# Exercise requirements
Extract each line of the records below that contains the word "RepositoryMetadata".

(Given data begins)

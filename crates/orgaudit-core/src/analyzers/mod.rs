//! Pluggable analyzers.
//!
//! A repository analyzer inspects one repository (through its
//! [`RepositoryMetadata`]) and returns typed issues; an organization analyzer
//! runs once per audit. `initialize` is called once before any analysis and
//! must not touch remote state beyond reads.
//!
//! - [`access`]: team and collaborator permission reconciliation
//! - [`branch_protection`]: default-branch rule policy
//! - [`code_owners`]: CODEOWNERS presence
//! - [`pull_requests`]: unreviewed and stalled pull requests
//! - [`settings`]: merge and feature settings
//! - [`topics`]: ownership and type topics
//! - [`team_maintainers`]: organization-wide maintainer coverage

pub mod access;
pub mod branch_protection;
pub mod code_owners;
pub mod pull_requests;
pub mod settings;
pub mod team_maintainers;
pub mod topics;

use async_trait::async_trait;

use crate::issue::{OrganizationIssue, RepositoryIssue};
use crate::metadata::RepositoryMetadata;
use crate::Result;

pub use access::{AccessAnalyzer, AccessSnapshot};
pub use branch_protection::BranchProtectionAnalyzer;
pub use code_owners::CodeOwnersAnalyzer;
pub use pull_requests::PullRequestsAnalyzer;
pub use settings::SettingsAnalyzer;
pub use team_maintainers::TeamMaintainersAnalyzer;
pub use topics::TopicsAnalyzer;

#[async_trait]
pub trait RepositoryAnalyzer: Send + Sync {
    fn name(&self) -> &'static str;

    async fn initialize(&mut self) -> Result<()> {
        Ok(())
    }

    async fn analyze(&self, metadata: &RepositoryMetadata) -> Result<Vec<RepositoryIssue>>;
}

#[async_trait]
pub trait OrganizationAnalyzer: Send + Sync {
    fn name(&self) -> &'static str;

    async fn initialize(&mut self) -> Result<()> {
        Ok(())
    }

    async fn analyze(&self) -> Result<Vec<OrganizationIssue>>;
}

(Given data ends)

# Task answer
//! [`RepositoryMetadata`]) and returns typed issues; an organization analyzer
use crate::metadata::RepositoryMetadata;
    async fn analyze(&self, metadata: &RepositoryMetadata) -> Result<Vec<RepositoryIssue>>;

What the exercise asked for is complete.